Second, the mental fatigue caused by repeatedly dropping and picking up a mental thread leads to more mistakes. The cognitive cost of such task-switching is especially high when students alternate between tasks that call for different sets of expressive “rules”—the formal, precise language required for an English essay, for example, and the casual, friendly tone of an email to a friend.

Third, students’ subsequent memory of what they’re working on will be impaired if their attention is divided. Although we often assume that our memories fail at the moment we can’t recall a fact or concept, the failure may actually have occurred earlier, at the time we originally saved, or encoded, the memory. The moment of encoding is what matters most for retention, and dozens of laboratory studies have demonstrated that when our attention is divided during encoding, we remember that piece of information less well—or not at all. As the unlucky student spotlighted by Rosen can attest, we can’t remember something that never really entered our consciousness in the first place. And a study last month showed that students who multitask on laptops in class distract not just themselves but also their peers who see what they’re doing.

Fourth, some research has suggested that when we’re distracted, our brains actually process and store information in different, less useful ways. In a 2006 study in the Proceedings of the National Academy of Sciences, Russell Poldrack of the University of Texas-Austin and two colleagues asked participants to engage in a learning activity on a computer while also carrying out a second task, counting musical tones that sounded while they worked.

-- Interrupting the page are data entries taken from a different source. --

//! Decoded pixel storage.
//!
//! A [`PixelBuffer`] is what every stage between the decoder and the tensor
//! packer hands to the next one. Samples are stored with their native element
//! type; addressing goes through an explicit [`Layout`] so that interleaved
//! and planar rasters share one representation.

use crate::error::ImageError;

/// Element type of a single channel sample.
#[derive(Debug, Clone, Copy, PartialEq, Eq, Hash)]
pub enum ElementType {
    U8,
    U16,
    I32,
    F32,
}

impl ElementType {
    /// Byte size of one sample.
    pub const fn size(self) -> usize {
        match self {
            Self::U8 => 1,
            Self::U16 => 2,
            Self::I32 | Self::F32 => 4,
        }
    }

    /// Value used for a fully opaque alpha channel.
    pub fn opaque(self) -> f64 {
        match self {
            Self::U8 => u8::MAX as f64,
            Self::U16 => u16::MAX as f64,
            Self::I32 => i32::MAX as f64,
            Self::F32 => 1.0,
        }
    }
}

/// Owned sample storage, one variant per supported element type.
#[derive(Debug, Clone, PartialEq)]
pub enum PixelData {
    U8(Vec<u8>),
    U16(Vec<u16>),
    I32(Vec<i32>),
    F32(Vec<f32>),
}

impl PixelData {
    pub fn element_type(&self) -> ElementType {
        match self {
            Self::U8(_) => ElementType::U8,
            Self::U16(_) => ElementType::U16,
            Self::I32(_) => ElementType::I32,
            Self::F32(_) => ElementType::F32,
        }
    }

    /// Number of stored samples (not bytes).
    pub fn len(&self) -> usize {
        match self {
            Self::U8(v) => v.len(),
            Self::U16(v) => v.len(),
            Self::I32(v) => v.len(),
            Self::F32(v) => v.len(),
        }
    }

    pub fn is_empty(&self) -> bool {
        self.len() == 0
    }

    /// Read one sample widened to `f64`. Lossless for every variant.
    #[inline]
    pub fn get_f64(&self, index: usize) -> f64 {
        match self {
            Self::U8(v) => v[index] as f64,
            Self::U16(v) => v[index] as f64,
            Self::I32(v) => v[index] as f64,
            Self::F32(v) => v[index] as f64,
        }
    }

    /// Build storage of the given type from computed values.
    ///
    /// Integer targets round to nearest and saturate at the type bounds.
    pub fn from_f64(ty: ElementType, values: impl IntoIterator<Item = f64>) -> Self {
        let values = values.into_iter();
        match ty {
            ElementType::U8 => Self::U8(values.map(|v| v.round() as u8).collect()),
            ElementType::U16 => Self::U16(values.map(|v| v.round() as u16).collect()),
            ElementType::I32 => Self::I32(values.map(|v| v.round() as i32).collect()),
            ElementType::F32 => Self::F32(values.map(|v| v as f32).collect()),
        }
    }

    /// Zero-filled storage of `len` samples.
    pub fn zeros(ty: ElementType, len: usize) -> Self {
        match ty {
            ElementType::U8 => Self::U8(vec![0; len]),
            ElementType::U16 => Self::U16(vec![0; len]),
            ElementType::I32 => Self::I32(vec![0; len]),
            ElementType::F32 => Self::F32(vec![0.0; len]),
        }
    }
}

/// Strides in samples between neighbouring channels, pixels and rows.
#[derive(Debug, Clone, Copy, PartialEq, Eq)]
pub struct Layout {
    pub channel_stride: usize,
    pub pixel_stride: usize,
    pub row_stride: usize,
}

impl Layout {
    /// Tightly packed, row-major, channel-interleaved layout.
    pub const fn interleaved(width: u32, channels: u8) -> Self {
        Self {
            channel_stride: 1,
            pixel_stride: channels as usize,
            row_stride: width as usize * channels as usize,
        }
    }

    #[inline]
    pub fn offset(&self, row: usize, col: usize, channel: usize) -> usize {
        row * self.row_stride + col * self.pixel_stride + channel * self.channel_stride
    }
}

/// An in-memory decoded image.
#[derive(Debug, Clone, PartialEq)]
pub struct PixelBuffer {
    width: u32,
    height: u32,
    channels: u8,
    layout: Layout,
    data: PixelData,
}

impl PixelBuffer {
    /// Wrap storage with an explicit layout, checking that every addressed
    /// sample lies inside `data`.
    pub fn new(
        width: u32,
        height: u32,
        channels: u8,
        layout: Layout,
        data: PixelData,
    ) -> Result<Self, ImageError> {
        if !(1..=4).contains(&channels) {
            return Err(ImageError::InvalidBuffer(format!(
                "channel count {channels} outside 1..=4"
            )));
        }
        if height as usize * layout.row_stride > data.len() {
            return Err(ImageError::InvalidBuffer(format!(
                "{} samples cannot hold {} rows of stride {}",
                data.len(),
                height,
                layout.row_stride
            )));
        }
        if width > 0 && height > 0 {
            let last = layout.offset(
                height as usize - 1,
                width as usize - 1,
                channels as usize - 1,
            );
            if last >= data.len() {
                return Err(ImageError::InvalidBuffer(format!(
                    "last sample at offset {last} lies past {} stored samples",
                    data.len()
                )));
            }
        }
        Ok(Self {
            width,
            height,
            channels,
            layout,
            data,
        })
    }

    /// Wrap tightly packed, channel-interleaved storage.
    pub fn interleaved(
        width: u32,
        height: u32,
        channels: u8,
        data: PixelData,
    ) -> Result<Self, ImageError> {
        Self::new(
            width,
            height,
            channels,
            Layout::interleaved(width, channels),
            data,
        )
    }

    /// Build a buffer by evaluating `f(row, col, channel)` for every sample.
    pub fn from_fn(
        width: u32,
        height: u32,
        channels: u8,
        ty: ElementType,
        mut f: impl FnMut(usize, usize, usize) -> f64,
    ) -> Result<Self, ImageError> {
        let mut values = Vec::with_capacity(width as usize * height as usize * channels as usize);
        for row in 0..height as usize {
            for col in 0..width as usize {
                for channel in 0..channels as usize {
                    values.push(f(row, col, channel));
                }
            }
        }
        Self::interleaved(width, height, channels, PixelData::from_f64(ty, values))
    }

    pub fn width(&self) -> u32 {
        self.width
    }

    pub fn height(&self) -> u32 {
        self.height
    }

    pub fn channels(&self) -> u8 {
        self.channels
    }

    pub fn layout(&self) -> Layout {
        self.layout
    }

    pub fn data(&self) -> &PixelData {
        &self.data
    }

    pub fn element_type(&self) -> ElementType {
        self.data.element_type()
    }

    /// Number of logical samples, `height * width * channels`.
    pub fn sample_count(&self) -> usize {
        self.height as usize * self.width as usize * self.channels as usize
    }

    pub fn is_empty(&self) -> bool {
        self.width == 0 || self.height == 0
    }

    /// Type-erased accessor used by the generic paths.
    #[inline]
    pub fn sample(&self, row: usize, col: usize, channel: usize) -> f64 {
        self.data.get_f64(self.layout.offset(row, col, channel))
    }

    pub fn is_interleaved(&self) -> bool {
        self.layout == Layout::interleaved(self.width, self.channels)
    }

    /// Return the buffer with tightly packed interleaved storage, copying only
    /// when the current layout differs.
    pub fn into_interleaved(self) -> Self {
        if self.is_interleaved() && self.data.len() == self.sample_count() {
            return self;
        }
        let (width, height) = (self.width, self.height);
        let data = self.region_data(0, 0, width, height);
        Self {
            layout: Layout::interleaved(width, self.channels),
            data,
            ..self
        }
    }

    /// Copy the `width x height` window whose top-left corner is `(x, y)`
    /// into a new interleaved buffer.
    pub fn crop(&self, x: u32, y: u32, width: u32, height: u32) -> Result<Self, ImageError> {
        if x + width > self.width || y + height > self.height {
            return Err(ImageError::InvalidBuffer(format!(
                "crop {width}x{height}+{x}+{y} exceeds {}x{} image",
                self.width, self.height
            )));
        }
        let data = self.region_data(x, y, width, height);
        Self::interleaved(width, height, self.channels, data)
    }

    fn region_data(&self, x: u32, y: u32, width: u32, height: u32) -> PixelData {
        let window = Window {
            x: x as usize,
            y: y as usize,
            width: width as usize,
            height: height as usize,
            channels: self.channels as usize,
        };
        let layout = self.layout;
        match &self.data {
            PixelData::U8(v) => PixelData::U8(gather(v, layout, window)),
            PixelData::U16(v) => PixelData::U16(gather(v, layout, window)),
            PixelData::I32(v) => PixelData::I32(gather(v, layout, window)),
            PixelData::F32(v) => PixelData::F32(gather(v, layout, window)),
        }
    }

    /// Decompose into dimensions and storage.
    pub fn into_parts(self) -> (u32, u32, u8, Layout, PixelData) {
        (self.width, self.height, self.channels, self.layout, self.data)
    }
}

struct Window {
    x: usize,
    y: usize,
    width: usize,
    height: usize,
    channels: usize,
}

fn gather<T: Copy>(src: &[T], layout: Layout, window: Window) -> Vec<T> {
    let mut out = Vec::with_capacity(window.width * window.height * window.channels);
    for row in window.y..window.y + window.height {
        for col in window.x..window.x + window.width {
            for channel in 0..window.channels {
                out.push(src[layout.offset(row, col, channel)]);
            }
        }
    }
    out
}
//! Synchronous batch assembly into one pre-allocated `[N, C, H, W]` tensor.

use ndarray::{Array2, Array4, ArrayViewMut4, Axis, Slice};
use std::path::PathBuf;
use std::sync::Arc;

use super::record::RecordPipeline;
use crate::error::{BatchLoadError, SampleLoadError, ShapeMismatchError};
use crate::tensor::TensorViewMut;

/// Features and optional one-hot labels for a list of locations.
#[derive(Debug, Clone)]
pub struct Batch {
    /// `[N, C, H, W]`
    pub features: Array4<f32>,
    /// `[N, num_labels]`, present when labels were requested and the
    /// pipeline has a label set
    pub labels: Option<Array2<f32>>,
    pub label_indices: Vec<Option<usize>>,
}

impl Batch {
    pub fn len(&self) -> usize {
        self.features.len_of(Axis(0))
    }

    pub fn is_empty(&self) -> bool {
        self.len() == 0
    }
}

/// Packs every sample of a batch directly into its slice of the batch
/// tensor on the calling thread.
pub struct BatchBuilder {
    pipeline: Arc<RecordPipeline>,
    append_labels: bool,
}

impl BatchBuilder {
    pub fn new(pipeline: Arc<RecordPipeline>) -> Self {
        Self {
            pipeline,
            append_labels: true,
        }
    }

    pub fn with_labels(mut self, append_labels: bool) -> Self {
        self.append_labels = append_labels;
        self
    }

    /// Load `locations` in order. The first failing item aborts the batch.
    pub fn build(&self, locations: &[PathBuf]) -> Result<Batch, BatchLoadError> {
        let (features, label_indices) = match self.pipeline.geometry().fixed_shape() {
            Some((c, h, w)) => {
                let mut features = Array4::<f32>::zeros((locations.len(), c, h, w));
                let indices = self.build_into(locations, features.view_mut())?;
                (features, indices)
            }
            None => self.build_open_shape(locations)?,
        };

        let labels = match (self.append_labels, self.pipeline.labels()) {
            (true, Some(set)) => Some(one_hot(&label_indices, set.len())),
            _ => None,
        };
        tracing::debug!(
            items = locations.len(),
            shape = ?features.shape(),
            labelled = labels.is_some(),
            "Batch built"
        );
        Ok(Batch {
            features,
            labels,
            label_indices,
        })
    }

    /// Pack `locations` into the leading slices of `features`, returning the
    /// label index of each item.
    pub fn build_into(
        &self,
        locations: &[PathBuf],
        mut features: ArrayViewMut4<'_, f32>,
    ) -> Result<Vec<Option<usize>>, BatchLoadError> {
        let rows = features.len_of(Axis(0));
        if let Some(location) = locations.get(rows) {
            let shape = features.shape();
            let (c, h, w) = (shape[1], shape[2], shape[3]);
            return Err(BatchLoadError {
                index: rows,
                source: SampleLoadError::new(
                    location,
                    ShapeMismatchError {
                        expected: c * h * w,
                        channels: c,
                        height: h,
                        width: w,
                        actual: Vec::new(),
                    },
                ),
            });
        }

        let mut indices = Vec::with_capacity(locations.len());
        for (index, location) in locations.iter().enumerate() {
            let slot = features.index_axis_mut(Axis(0), index);
            self.pipeline
                .load_into(location, TensorViewMut::F32(slot))
                .map_err(|source| BatchLoadError { index, source })?;
            indices.push(self.pipeline.label_index(location));
        }
        Ok(indices)
    }

    /// Shape comes from the first normalized sample when the loader config
    /// leaves a dimension open.
    fn build_open_shape(
        &self,
        locations: &[PathBuf],
    ) -> Result<(Array4<f32>, Vec<Option<usize>>), BatchLoadError> {
        let Some((first, rest)) = locations.split_first() else {
            return Ok((Array4::zeros((0, 0, 0, 0)), Vec::new()));
        };
        let image = self
            .pipeline
            .normalize(first)
            .map_err(|source| BatchLoadError { index: 0, source })?;
        let dims = (
            locations.len(),
            image.channels() as usize,
            image.height() as usize,
            image.width() as usize,
        );
        let mut features = Array4::<f32>::zeros(dims);
        self.pipeline
            .pack(
                image,
                TensorViewMut::F32(features.index_axis_mut(Axis(0), 0)),
                first,
            )
            .map_err(|source| BatchLoadError { index: 0, source })?;

        let mut indices = vec![self.pipeline.label_index(first)];
        let tail = features.slice_axis_mut(Axis(0), Slice::from(1usize..));
        let rest_indices = self.build_into(rest, tail).map_err(|e| BatchLoadError {
            index: e.index + 1,
            source: e.source,
        })?;
        indices.extend(rest_indices);
        Ok((features, indices))
    }
}

/// `[N, num_labels]` matrix with a single 1 per row at the label index.
///
/// Rows whose label is unknown stay all zero.
pub fn one_hot(indices: &[Option<usize>], num_labels: usize) -> Array2<f32> {
    let mut matrix = Array2::<f32>::zeros((indices.len(), num_labels));
    for (row, index) in indices.iter().enumerate() {
        match index {
            Some(col) if *col < num_labels => matrix[[row, *col]] = 1.0,
            _ => tracing::warn!(row, "Sample has no known label; one-hot row left empty"),
        }
    }
    matrix
}

#[cfg(test)]
mod tests {
    use super::*;
    use crate::config::Config;
    use crate::error::ImageError;
    use crate::pipeline::labels::{LabelSet, ParentDirLabel};
    use image::{GrayImage, Luma};
    use std::path::Path;

    fn write_gray(path: &Path, w: u32, h: u32, value: u8) {
        std::fs::create_dir_all(path.parent().unwrap()).unwrap();
        GrayImage::from_pixel(w, h, Luma([value])).save(path).unwrap();
    }

    fn pipeline(h: u32, w: u32) -> RecordPipeline {
        let mut config = Config::default();
        config.loader.height = h;
        config.loader.width = w;
        RecordPipeline::new(&config)
    }

    #[test]
    fn test_one_hot_rows() {
        let m = one_hot(&[Some(1), Some(0), None], 2);
        assert_eq!(m.row(0).to_vec(), vec![0.0, 1.0]);
        assert_eq!(m.row(1).to_vec(), vec![1.0, 0.0]);
        assert_eq!(m.row(2).sum(), 0.0);
    }

    #[test]
    fn test_build_packs_each_slice() {
        let dir = tempfile::tempdir().unwrap();
        let a = dir.path().join("cat/a.png");
        let b = dir.path().join("dog/b.png");
        write_gray(&a, 4, 4, 10);
        write_gray(&b, 8, 4, 20);

        let set = LabelSet::new(["cat".to_string(), "dog".to_string()]);
        let builder = BatchBuilder::new(Arc::new(
            pipeline(4, 4).with_labels(set, Box::new(ParentDirLabel)),
        ));
        let batch = builder.build(&[b.clone(), a.clone()]).unwrap();

        assert_eq!(batch.features.shape(), &[2, 1, 4, 4]);
        assert!(batch.features.index_axis(Axis(0), 0).iter().all(|&v| v == 20.0));
        assert!(batch.features.index_axis(Axis(0), 1).iter().all(|&v| v == 10.0));
        assert_eq!(batch.label_indices, vec![Some(1), Some(0)]);
        let labels = batch.labels.unwrap();
        for (row, expected) in [1usize, 0].into_iter().enumerate() {
            assert_eq!(labels.row(row).sum(), 1.0);
            assert_eq!(labels[[row, expected]], 1.0);
        }
    }

    #[test]
    fn test_failing_item_aborts_batch() {
        let dir = tempfile::tempdir().unwrap();
        let good = dir.path().join("good.png");
        let bad = dir.path().join("bad.png");
        write_gray(&good, 2, 2, 1);
        std::fs::write(&bad, b"garbage").unwrap();

        let err = BatchBuilder::new(Arc::new(pipeline(2, 2)))
            .build(&[good, bad.clone()])
            .unwrap_err();
        assert_eq!(err.index, 1);
        assert_eq!(err.path(), bad.as_path());
        assert!(matches!(err.source.cause, ImageError::Decode(_)));
    }

    #[test]
    fn test_open_shape_taken_from_first_sample() {
        let dir = tempfile::tempdir().unwrap();
        let a = dir.path().join("a.png");
        let b = dir.path().join("b.png");
        let c = dir.path().join("c.png");
        write_gray(&a, 3, 2, 5);
        write_gray(&b, 3, 2, 6);
        write_gray(&c, 4, 4, 7);

        let builder = BatchBuilder::new(Arc::new(pipeline(0, 0))).with_labels(false);
        let batch = builder.build(&[a.clone(), b]).unwrap();
        assert_eq!(batch.features.shape(), &[2, 1, 2, 3]);
        assert!(batch.labels.is_none());

        let err = builder.build(&[a, c]).unwrap_err();
        assert_eq!(err.index, 1);
        assert!(matches!(err.source.cause, ImageError::ShapeMismatch(_)));
    }

    #[test]
    fn test_build_into_caller_view() {
        let dir = tempfile::tempdir().unwrap();
        let a = dir.path().join("a.png");
        write_gray(&a, 2, 2, 9);

        let mut features = Array4::<f32>::zeros((3, 1, 2, 2));
        let builder = BatchBuilder::new(Arc::new(pipeline(2, 2)));
        builder.build_into(&[a.clone()], features.view_mut()).unwrap();
        assert_eq!(features.index_axis(Axis(0), 0).sum(), 36.0);
        assert_eq!(features.index_axis(Axis(0), 1).sum(), 0.0);

        let err = builder
            .build_into(
                &[a.clone(), a.clone()],
                features.slice_axis_mut(Axis(0), Slice::from(0usize..1)),
            )
            .unwrap_err();
        assert_eq!(err.index, 1);
    }

    #[test]
    fn test_empty_batch() {
        let batch = BatchBuilder::new(Arc::new(pipeline(2, 2))).build(&[]).unwrap();
        assert!(batch.is_empty());
        assert_eq!(batch.features.shape(), &[0, 1, 2, 2]);
    }
}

Study subjects who did both tasks at once appeared to learn just as well as subjects who did the first task by itself. But upon further probing, the former group proved much less adept at extending and extrapolating their new knowledge to novel contexts—a key capacity that psychologists call transfer.

Brain scans taken during Poldrack’s experiment revealed that different regions of the brain were active under the two conditions, indicating that the brain engages in a different form of memory when forced to pay attention to two streams of information at once. The results suggest, the scientists wrote, that “even if distraction does not decrease the overall level of learning, it can result in the acquisition of knowledge that can be applied less flexibly in new situations.”

Finally, researchers are beginning to demonstrate that media multitasking while learning is negatively associated with students’ grades. In Rosen’s study, students who used Facebook during the 15-minute observation period had lower grade-point averages than those who didn’t go on the site. And two recent studies by Reynol Junco, a faculty associate at Harvard’s Berkman Center for Internet & Society, found that texting and using Facebook—in class and while doing homework—were negatively correlated with college students’ GPAs. “Engaging in Facebook use or texting while trying to complete schoolwork may tax students’ capacity for cognitive processing and preclude deeper learning,” write Junco and a coauthor. (Of course, it’s also plausible that the texting and Facebooking students are those with less willpower or motivation, and ths likely to have lower GPAs even aside from their use of technology.) —Hechinger Report.